Running and Walking Problem

A research team developed a robot named Ellie. Ellie ran 1,000 meters for 200 seconds from the research building, rested for 100 seconds, and walked back to the research building for 1000 seconds. To find out Ellie’s average velocity for each case while running, resting, and walking, begin by plotting a graph between position and time.

Complete the Graph: The graph below will show you Ellie’s distance from the research building at a given time. Click the right cursor in the graphic area, and click on “Edit Data,” then select “Edit Data” or “Edit Data in Excel.” The time column is given to you. Enter the data in the distance column by reading the description shown above.

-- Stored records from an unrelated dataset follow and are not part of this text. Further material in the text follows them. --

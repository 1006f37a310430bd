//! Required-flag propagation between a section and its fields
//!
//! - Section set to required: every field becomes required
//! - Section set to optional: fields keep their own flags
//! - Any field toggle: section required = AND over all field flags
//!
//! The rule is a pure reducer applied on every required-flag edit. It has
//! no failure mode.

use crate::builder::{RawField, RawSection};

/// A single required-flag edit
#[derive(Debug, Clone, Copy, PartialEq, Eq)]
pub enum RequiredEdit {
    /// Section checkbox toggled
    Section(bool),
    /// Field checkbox toggled
    Field { index: usize, required: bool },
}

/// Derives a section's required flag from its fields.
///
/// An empty field list yields `true`; callers only derive after a field
/// edit, so a section always has fields at that point.
pub fn derive_section_required(fields: &[RawField]) -> bool {
    fields.iter().all(|field| field.required)
}

/// Applies an edit and returns the resulting section.
///
/// A field index past the end leaves the section unchanged.
pub fn apply_required_edit(section: &RawSection, edit: RequiredEdit) -> RawSection {
    let mut next = section.clone();

    match edit {
        RequiredEdit::Section(true) => {
            next.required = true;
            for field in &mut next.fields {
                field.required = true;
            }
        }
        RequiredEdit::Section(false) => {
            next.required = false;
        }
        RequiredEdit::Field { index, required } => {
            let Some(field) = next.fields.get_mut(index) else {
                return next;
            };
            field.required = required;
            next.required = derive_section_required(&next.fields);
        }
    }

    next
}
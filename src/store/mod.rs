//! Workspace store
//!
//! File-backed persistence for the login session and the last generated
//! schema, so the preview can be opened after the builder has exited.
//!
//! Layout under the workspace directory:
//! - `session.json`: bearer token and login time
//! - `current_schema.json`: last generated schema and its server id

mod errors;
mod workspace;

pub use errors::{StoreError, StoreResult};
pub use workspace::{Session, StoredSchema, Workspace};
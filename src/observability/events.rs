//! Observable events for formsmith
//!
//! Events are explicit and typed. Each one maps to a stable upper-case
//! name used as the `event` key of a log line.

use std::fmt;

/// Observable events
#[derive(Debug, Clone, Copy, PartialEq, Eq)]
pub enum Event {
    // Configuration
    /// Configuration loaded
    ConfigLoaded,

    // Schema pipeline
    /// Builder state normalized into a schema
    SchemaNormalized,
    /// Schema passed validation
    SchemaValidated,
    /// Schema rejected by validation
    ValidationFailed,
    /// Generated schema stored for preview
    SchemaStored,

    // Submission
    /// Submission request issued
    SubmitStart,
    /// Server created the form
    SubmitComplete,
    /// Server reported a duplicate form name
    SubmitConflict,
    /// Submission failed (network or non-2xx)
    SubmitFailed,
    /// Submission refused while another is pending
    SubmitRejectedInProgress,

    // Session
    /// Login succeeded and token stored
    LoginComplete,
    /// Login failed
    LoginFailed,
    /// Session missing or rejected by the server
    SessionInvalid,
    /// Session cleared
    Logout,
}

impl Event {
    /// Returns the event name
    pub fn as_str(&self) -> &'static str {
        match self {
            Event::ConfigLoaded => "CONFIG_LOADED",
            Event::SchemaNormalized => "SCHEMA_NORMALIZED",
            Event::SchemaValidated => "SCHEMA_VALIDATED",
            Event::ValidationFailed => "VALIDATION_FAILED",
            Event::SchemaStored => "SCHEMA_STORED",
            Event::SubmitStart => "SUBMIT_START",
            Event::SubmitComplete => "SUBMIT_COMPLETE",
            Event::SubmitConflict => "SUBMIT_CONFLICT",
            Event::SubmitFailed => "SUBMIT_FAILED",
            Event::SubmitRejectedInProgress => "SUBMIT_REJECTED_IN_PROGRESS",
            Event::LoginComplete => "LOGIN_COMPLETE",
            Event::LoginFailed => "LOGIN_FAILED",
            Event::SessionInvalid => "SESSION_INVALID",
            Event::Logout => "LOGOUT",
        }
    }

    /// Whether the event reports a failed operation
    pub fn is_failure(&self) -> bool {
        matches!(
            self,
            Event::ValidationFailed
                | Event::SubmitConflict
                | Event::SubmitFailed
                | Event::SubmitRejectedInProgress
                | Event::LoginFailed
                | Event::SessionInvalid
        )
    }
}

impl fmt::Display for Event {
    fn fmt(&self, f: &mut fmt::Formatter<'_>) -> fmt::Result {
        write!(f, "{}", self.as_str())
    }
}
//! # Preview Errors

use thiserror::Error;

use crate::schema::ValidationError;

/// Result type for preview operations
pub type PreviewResult<T> = Result<T, PreviewError>;

/// Errors raised while rendering or filling in a preview
#[derive(Debug, Clone, Error)]
pub enum PreviewError {
    /// The stored schema does not validate
    #[error("{}", .0.message())]
    Invalid(#[from] ValidationError),

    /// No section at this position
    #[error("No section at position {0}")]
    UnknownSection(usize),

    /// No field with this name in the section
    #[error("No field named '{field}' in section {section}")]
    UnknownField { section: usize, field: String },

    /// Value does not fit the field's control
    #[error("Field '{field}' does not accept {value_kind} values")]
    WrongValueKind { field: String, value_kind: &'static str },

    /// Choice is not one of the field's options
    #[error("'{option}' is not an option of field '{field}'")]
    NotAnOption { field: String, option: String },
}
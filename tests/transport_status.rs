//! Transport Tests
//!
//! Tests for the HTTP client and submitter against a local mock API:
//! - 2xx yields the created id
//! - 409 is a name conflict, 401/403 a session error
//! - other statuses carry the server message
//! - a pending submission rejects re-entry
//! - invalid state never reaches the server

use std::sync::atomic::{AtomicUsize, Ordering};
use std::sync::Arc;
use std::time::Duration;

use axum::http::{HeaderMap, StatusCode};
use axum::routing::post;
use axum::{Json, Router};
use formsmith::builder::BuilderState;
use formsmith::cli::{self, Config};
use formsmith::store::Session;
use formsmith::transport::{ApiClient, SessionError, SubmitError, Submitter};
use serde_json::{json, Value};
use tempfile::TempDir;

// =============================================================================
// Helper Functions
// =============================================================================

type Reply = (StatusCode, Json<Value>);

async fn spawn(app: Router) -> String {
    let listener = tokio::net::TcpListener::bind("127.0.0.1:0").await.unwrap();
    let addr = listener.local_addr().unwrap();
    tokio::spawn(async move {
        axum::serve(listener, app).await.unwrap();
    });
    format!("http://{}/api", addr)
}

async fn forms_server(status: StatusCode, body: Value) -> String {
    let app = Router::new().route(
        "/api/forms",
        post(move || {
            let body = body.clone();
            async move { (status, Json(body)) }
        }),
    );
    spawn(app).await
}

fn client(base: &str) -> ApiClient {
    ApiClient::new(base, Duration::from_secs(5)).unwrap()
}

fn valid_state() -> BuilderState {
    let mut state = BuilderState::new();
    state.set_form_name("F1");
    let section = state.add_section();
    state.rename_section(section, "Main").unwrap();
    let field = state.add_field(section).unwrap();
    state.rename_field(section, field, "Name").unwrap();
    state
}

// =============================================================================
// Status Mapping Tests
// =============================================================================

#[tokio::test]
async fn test_created_returns_id_and_sends_bearer() {
    let app = Router::new().route(
        "/api/forms",
        post(|headers: HeaderMap, Json(body): Json<Value>| async move {
            let auth = headers
                .get("authorization")
                .and_then(|v| v.to_str().ok())
                .unwrap_or_default();
            if auth != "Bearer tok-1" {
                return (StatusCode::UNAUTHORIZED, Json(json!({})));
            }
            let reply: Reply = (
                StatusCode::CREATED,
                Json(json!({ "id": 42, "name": body["name"] })),
            );
            reply
        }),
    );
    let base = spawn(app).await;

    let submitter = Submitter::new(client(&base));
    let submission = submitter.submit(&valid_state(), Some("tok-1")).await.unwrap();
    assert_eq!(submission.created.id.as_deref(), Some("42"));
    assert_eq!(submission.created.status, 201);
    assert_eq!(submission.schema.name, "F1");
}

#[tokio::test]
async fn test_conflict_is_distinct() {
    let base = forms_server(StatusCode::CONFLICT, json!({ "message": "exists" })).await;

    let err = Submitter::new(client(&base))
        .submit(&valid_state(), Some("tok"))
        .await
        .unwrap_err();
    assert!(err.is_conflict());
    assert_eq!(err.to_string(), "A form named 'F1' already exists");
}

#[tokio::test]
async fn test_unauthorized_is_session_error() {
    for status in [StatusCode::UNAUTHORIZED, StatusCode::FORBIDDEN] {
        let base = forms_server(status, json!({})).await;
        let err = Submitter::new(client(&base))
            .submit(&valid_state(), Some("expired"))
            .await
            .unwrap_err();
        assert!(err.is_session());
        assert!(matches!(err, SubmitError::Session(SessionError::Rejected)));
    }
}

#[tokio::test]
async fn test_server_error_carries_message() {
    let base = forms_server(
        StatusCode::INTERNAL_SERVER_ERROR,
        json!({ "message": "Database unavailable" }),
    )
    .await;

    let err = Submitter::new(client(&base))
        .submit(&valid_state(), Some("tok"))
        .await
        .unwrap_err();
    match err {
        SubmitError::Http { status, message } => {
            assert_eq!(status, 500);
            assert_eq!(message, "Database unavailable");
        }
        other => panic!("unexpected error: {:?}", other),
    }
}

#[tokio::test]
async fn test_server_error_without_message_uses_reason() {
    let base = forms_server(StatusCode::BAD_GATEWAY, Value::Null).await;

    let err = Submitter::new(client(&base))
        .submit(&valid_state(), Some("tok"))
        .await
        .unwrap_err();
    assert!(matches!(
        err,
        SubmitError::Http { status: 502, ref message } if message == "Bad Gateway"
    ));
}

#[tokio::test]
async fn test_unreachable_server_is_network_error() {
    let listener = tokio::net::TcpListener::bind("127.0.0.1:0").await.unwrap();
    let addr = listener.local_addr().unwrap();
    drop(listener);

    let err = Submitter::new(client(&format!("http://{}/api", addr)))
        .submit(&valid_state(), Some("tok"))
        .await
        .unwrap_err();
    assert!(matches!(err, SubmitError::Network(_)));
}

// =============================================================================
// Pipeline Ordering Tests
// =============================================================================

/// Invalid state fails locally; the server is never called.
#[tokio::test]
async fn test_invalid_state_never_sent() {
    let hits = Arc::new(AtomicUsize::new(0));
    let counter = hits.clone();
    let app = Router::new().route(
        "/api/forms",
        post(move || {
            let counter = counter.clone();
            async move {
                counter.fetch_add(1, Ordering::SeqCst);
                StatusCode::CREATED
            }
        }),
    );
    let base = spawn(app).await;

    let mut state = valid_state();
    state.set_field_type(0, 0, "select").unwrap();

    let err = Submitter::new(client(&base))
        .submit(&state, Some("tok"))
        .await
        .unwrap_err();
    assert_eq!(err.to_string(), "Options are required for select field \"Name\"");
    assert_eq!(hits.load(Ordering::SeqCst), 0);
}

/// A second submit while the first is pending is refused.
#[tokio::test]
async fn test_reentry_rejected_while_pending() {
    let app = Router::new().route(
        "/api/forms",
        post(|| async {
            tokio::time::sleep(Duration::from_millis(200)).await;
            (StatusCode::CREATED, Json(json!({ "id": 1 })))
        }),
    );
    let base = spawn(app).await;

    let submitter = Submitter::new(client(&base));
    let state = valid_state();

    let (first, second) = tokio::join!(
        submitter.submit(&state, Some("tok")),
        submitter.submit(&state, Some("tok"))
    );
    assert!(first.is_ok());
    assert!(matches!(second, Err(SubmitError::InProgress)));
    assert!(!submitter.is_submitting());

    let third = submitter.submit(&state, Some("tok")).await;
    assert!(third.is_ok());
}

// =============================================================================
// Login Tests
// =============================================================================

async fn login_server(status: StatusCode, body: Value) -> String {
    let app = Router::new().route(
        "/api/newlogin",
        post(move |Json(request): Json<Value>| {
            let body = body.clone();
            async move {
                assert_eq!(request["email"], "ada@example.com");
                (status, Json(body))
            }
        }),
    );
    spawn(app).await
}

#[tokio::test]
async fn test_login_returns_token() {
    let base = login_server(StatusCode::OK, json!({ "access_token": "abc" })).await;
    let token = client(&base).login("ada@example.com", "pw").await.unwrap();
    assert_eq!(token, "abc");
}

#[tokio::test]
async fn test_login_without_token() {
    let base = login_server(StatusCode::OK, json!({ "user": "ada" })).await;
    let err = client(&base).login("ada@example.com", "pw").await.unwrap_err();
    assert_eq!(err.to_string(), "No token received from server");
}

#[tokio::test]
async fn test_login_rejected() {
    let base = login_server(StatusCode::UNAUTHORIZED, json!({ "message": "Bad credentials" })).await;
    let err = client(&base).login("ada@example.com", "pw").await.unwrap_err();
    assert!(matches!(err, SubmitError::Login(ref m) if m == "Bad credentials"));

    let base = login_server(StatusCode::UNAUTHORIZED, json!({})).await;
    let err = client(&base).login("ada@example.com", "pw").await.unwrap_err();
    assert_eq!(err.to_string(), "Login failed. Please check your credentials.");
}

// =============================================================================
// CLI Send Tests
// =============================================================================

fn cli_config(temp_dir: &TempDir, base: &str) -> Config {
    Config {
        api_base_url: base.to_string(),
        workspace_dir: temp_dir.path().join("ws").to_string_lossy().into_owned(),
        request_timeout_secs: 5,
        ..Config::default()
    }
}

fn write_builder(temp_dir: &TempDir) -> std::path::PathBuf {
    let path = temp_dir.path().join("builder.json");
    std::fs::write(&path, serde_json::to_string(&valid_state()).unwrap()).unwrap();
    path
}

#[tokio::test]
async fn test_cli_send_stores_form_id() {
    let base = forms_server(StatusCode::CREATED, json!({ "data": { "id": "frm-7" } })).await;
    let temp_dir = TempDir::new().unwrap();
    let config = cli_config(&temp_dir, &base);
    config.workspace().save_session(&Session::new("tok")).unwrap();

    let data = cli::send(&config, &write_builder(&temp_dir)).await.unwrap();
    assert_eq!(data["form_id"], "frm-7");

    let stored = config.workspace().load_current_schema().unwrap().unwrap();
    assert_eq!(stored.form_id.as_deref(), Some("frm-7"));
    assert_eq!(stored.schema.name, "F1");
}

#[tokio::test]
async fn test_cli_send_rejected_session_logs_out() {
    let base = forms_server(StatusCode::UNAUTHORIZED, json!({})).await;
    let temp_dir = TempDir::new().unwrap();
    let config = cli_config(&temp_dir, &base);
    config.workspace().save_session(&Session::new("stale")).unwrap();

    let err = cli::send(&config, &write_builder(&temp_dir)).await.unwrap_err();
    assert_eq!(err.code_str(), "FORMSMITH_CLI_SESSION_INVALID");
    assert_eq!(config.workspace().load_session().unwrap(), None);
}

#[tokio::test]
async fn test_cli_login_stores_session() {
    let base = login_server(StatusCode::OK, json!({ "access_token": "fresh" })).await;
    let temp_dir = TempDir::new().unwrap();
    let config = cli_config(&temp_dir, &base);

    cli::login(&config, "ada@example.com", "pw").await.unwrap();
    let session = config.workspace().load_session().unwrap().unwrap();
    assert_eq!(session.token, "fresh");
}
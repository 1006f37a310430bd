//! Static catalogs: field types and reservation statuses
//!
//! Both catalogs are process-wide, read-only lookup tables.

use super::types::FieldKind;

/// A field type catalog entry
#[derive(Debug, Clone, PartialEq, Eq)]
pub struct FieldTypeEntry {
    /// Wire tag
    pub type_name: &'static str,
    /// Closed kind for this tag
    pub kind: FieldKind,
    /// Options offered when the type is chosen
    pub default_options: &'static [&'static str],
    /// Whether options come from user input instead of the catalog
    pub has_custom_options: bool,
}

impl FieldTypeEntry {
    /// Default options as owned strings
    pub fn default_option_list(&self) -> Vec<String> {
        self.default_options.iter().map(|o| o.to_string()).collect()
    }

    /// Whether `option` is one of the catalog defaults
    pub fn offers(&self, option: &str) -> bool {
        self.default_options.contains(&option)
    }
}

/// A reservation status catalog entry
#[derive(Debug, Clone, Copy, PartialEq, Eq)]
pub struct ReservationStatus {
    pub id: &'static str,
    pub name: &'static str,
}

/// Status name applied when none is given
pub const DEFAULT_STATUS_NAME: &str = "active";

const FIELD_TYPES: &[FieldTypeEntry] = &[
    FieldTypeEntry {
        type_name: "text",
        kind: FieldKind::Text,
        default_options: &["short", "long"],
        has_custom_options: false,
    },
    FieldTypeEntry {
        type_name: "image",
        kind: FieldKind::Image,
        default_options: &["url", "base64"],
        has_custom_options: false,
    },
    FieldTypeEntry {
        type_name: "date",
        kind: FieldKind::Date,
        default_options: &["past", "future"],
        has_custom_options: false,
    },
    FieldTypeEntry {
        type_name: "select",
        kind: FieldKind::Select,
        default_options: &[],
        has_custom_options: true,
    },
    FieldTypeEntry {
        type_name: "checkbox",
        kind: FieldKind::Checkbox,
        default_options: &[],
        has_custom_options: true,
    },
];

const RESERVATION_STATUSES: &[ReservationStatus] = &[
    ReservationStatus { id: "1", name: "active" },
    ReservationStatus { id: "2", name: "inactive" },
    ReservationStatus { id: "3", name: "pending" },
];

/// Looks up a field type by its wire tag
pub fn lookup(type_name: &str) -> Option<&'static FieldTypeEntry> {
    FIELD_TYPES.iter().find(|entry| entry.type_name == type_name)
}

/// Returns the catalog entry for a kind
pub fn entry_for(kind: FieldKind) -> &'static FieldTypeEntry {
    // Rows in FIELD_TYPES follow FieldKind declaration order.
    match kind {
        FieldKind::Text => &FIELD_TYPES[0],
        FieldKind::Image => &FIELD_TYPES[1],
        FieldKind::Date => &FIELD_TYPES[2],
        FieldKind::Select => &FIELD_TYPES[3],
        FieldKind::Checkbox => &FIELD_TYPES[4],
    }
}

/// All field types in catalog order
pub fn entries() -> &'static [FieldTypeEntry] {
    FIELD_TYPES
}

/// Looks up a reservation status by id
pub fn reservation_status(id: &str) -> Option<&'static ReservationStatus> {
    RESERVATION_STATUSES.iter().find(|status| status.id == id)
}

/// All reservation statuses in catalog order
pub fn reservation_statuses() -> &'static [ReservationStatus] {
    RESERVATION_STATUSES
}
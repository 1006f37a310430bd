//! Preview Round-Trip Tests
//!
//! Tests for the builder -> schema -> preview -> builder path:
//! - a rendered schema hands back an equal schema
//! - reopening the preview schema in the builder and regenerating
//!   reproduces it
//! - the stored schema survives the workspace unchanged

use formsmith::builder::BuilderState;
use formsmith::preview::{Control, FieldValue, FormResponse, FormView};
use formsmith::schema::prepare;
use formsmith::store::{StoredSchema, Workspace};
use tempfile::TempDir;

// =============================================================================
// Helper Functions
// =============================================================================

fn booking_state() -> BuilderState {
    let mut state = BuilderState::new();
    state.set_form_name(" Booking ");
    state.set_form_description("Front desk intake");
    state.set_account_id("4");

    let guest = state.add_section();
    state.rename_section(guest, "Guest").unwrap();
    let name = state.add_field(guest).unwrap();
    state.rename_field(guest, name, "Full Name").unwrap();
    let photo = state.add_field(guest).unwrap();
    state.rename_field(guest, photo, "Photo").unwrap();
    state.set_field_type(guest, photo, "image").unwrap();
    state.choose_option(guest, photo, "url").unwrap();
    state.set_field_required(guest, name, true).unwrap();

    let stay = state.add_section();
    state.rename_section(stay, "Stay").unwrap();
    state.set_section_status(stay, "3").unwrap();
    let room = state.add_field(stay).unwrap();
    state.rename_field(stay, room, "Room").unwrap();
    state.set_field_type(stay, room, "select").unwrap();
    state.set_custom_options(stay, room, "Single, Double ,,Suite").unwrap();
    let extras = state.add_field(stay).unwrap();
    state.rename_field(stay, extras, "Extras").unwrap();
    state.set_field_type(stay, extras, "checkbox").unwrap();
    state.set_custom_options(stay, extras, "Breakfast,Parking").unwrap();
    let arrival = state.add_field(stay).unwrap();
    state.rename_field(stay, arrival, "Arrival").unwrap();
    state.set_field_type(stay, arrival, "date").unwrap();

    state
}

// =============================================================================
// Round-Trip Tests
// =============================================================================

#[test]
fn test_preview_reproduces_schema() {
    let schema = prepare(&booking_state()).unwrap();
    let view = FormView::from_schema(&schema).unwrap();
    assert_eq!(view.schema(), &schema);

    let reopened = prepare(&BuilderState::from_schema(view.schema())).unwrap();
    assert_eq!(reopened, schema);
}

#[test]
fn test_round_trip_through_workspace() {
    let temp_dir = TempDir::new().unwrap();
    let workspace = Workspace::new(temp_dir.path());

    let schema = prepare(&booking_state()).unwrap();
    workspace
        .save_current_schema(&StoredSchema::new(schema.clone(), None))
        .unwrap();

    let stored = workspace.load_current_schema().unwrap().unwrap();
    let view = FormView::from_schema(&stored.schema).unwrap();
    assert_eq!(view.schema(), &schema);
}

// =============================================================================
// Rendering Tests
// =============================================================================

#[test]
fn test_rendered_controls() {
    let schema = prepare(&booking_state()).unwrap();
    let view = FormView::from_schema(&schema).unwrap();

    assert_eq!(view.title, "Booking");
    assert_eq!(view.description.as_deref(), Some("Front desk intake"));

    let photo = &view.sections[0].fields[1];
    assert_eq!(photo.control, Control::ImageInput { placeholder: "Enter url".into() });

    let room = &view.sections[1].fields[0];
    assert_eq!(
        room.control,
        Control::Select { options: vec!["Single".into(), "Double".into(), "Suite".into()] }
    );
    assert_eq!(room.field_id, 3);
}

#[test]
fn test_filled_submission() {
    let schema = prepare(&booking_state()).unwrap();
    let view = FormView::from_schema(&schema).unwrap();

    let mut response = FormResponse::new();
    assert_eq!(response.missing_required(&view), vec!["Guest / Full Name"]);

    response.set_text(&view, 0, "Full Name", "Ada Lovelace").unwrap();
    response.select(&view, 1, "Room", "Suite").unwrap();
    response.toggle_checkbox(&view, 1, "Extras", "Parking", true).unwrap();
    assert!(response.missing_required(&view).is_empty());

    let submission = view.submission(&response);
    assert_eq!(submission.form_name, "Booking");
    assert_eq!(submission.account_id, 4);
    let stay = &submission.template[1];
    assert_eq!(stay.fields[0].value, Some(FieldValue::Text("Suite".into())));
    assert_eq!(
        stay.fields[1].value,
        Some(FieldValue::Choices(vec!["Parking".into()]))
    );
    assert_eq!(stay.fields[2].value, None);
}
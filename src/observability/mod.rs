//! Observability subsystem for formsmith
//!
//! Typed lifecycle events written as JSON lines to stderr. Failure events
//! go out at WARN, the rest at INFO; `Logger::set_min_severity` filters
//! below that. Writing a log line never fails the caller.
//!
//! # Usage
//!
//! ```ignore
//! use formsmith::observability::{log_event_with_fields, Event, Logger};
//!
//! log_event_with_fields(Event::SubmitStart, &[("name", "Booking")]);
//! Logger::warn("VALIDATION_FAILED", &[("code", "FORM_NAME_REQUIRED")]);
//! ```

mod events;
mod logger;

pub use events::Event;
pub use logger::{Logger, Severity};

/// Log a lifecycle event
pub fn log_event(event: Event) {
    log_event_with_fields(event, &[]);
}

/// Log a lifecycle event with fields
///
/// Failure events are logged at WARN, everything else at INFO.
pub fn log_event_with_fields(event: Event, fields: &[(&str, &str)]) {
    let severity = if event.is_failure() {
        Severity::Warn
    } else {
        Severity::Info
    };
    Logger::log(severity, event.as_str(), fields);
}

#[cfg(test)]
mod tests {
    use super::*;

    #[test]
    fn test_log_event() {
        log_event(Event::ConfigLoaded);
        log_event(Event::Logout);
    }

    #[test]
    fn test_log_event_with_fields() {
        log_event_with_fields(Event::SubmitConflict, &[("name", "F1")]);
    }
}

The outcome will be shown in the graph.

(Click on the links in the Unit I Assignment instructions to access the PowerPoint presentation or the video for help with this assignment).

Unit I Assignment Questions

Complete the Table: There are three different segments for running, resting, and walking, as you can see in the graph above. Use the table below to enter the data and find the velocity for each case.

Time interval [sec]

Corresponding distance change [meter]

Velocity [m/s]

Running

Resting

Walking

Questions: Answer the questions below using complete sentences and add space as needed.

  1. Distinguish between speed and velocity.
  1. List the velocity from greatest to least among running, resting, and walking.
  1. List the speed from greatest to least among running, resting, and walking.
  1. If the slope in the plot of distance and time is steeper, do you think the speed of the motion is increasing or decreasing? Why do you think so?Your response should be at least 75 words in length.
  1. If the slope in the position versus time graph is a curved line, what can you tell about the motion?

Your response should be at least 75 words in length.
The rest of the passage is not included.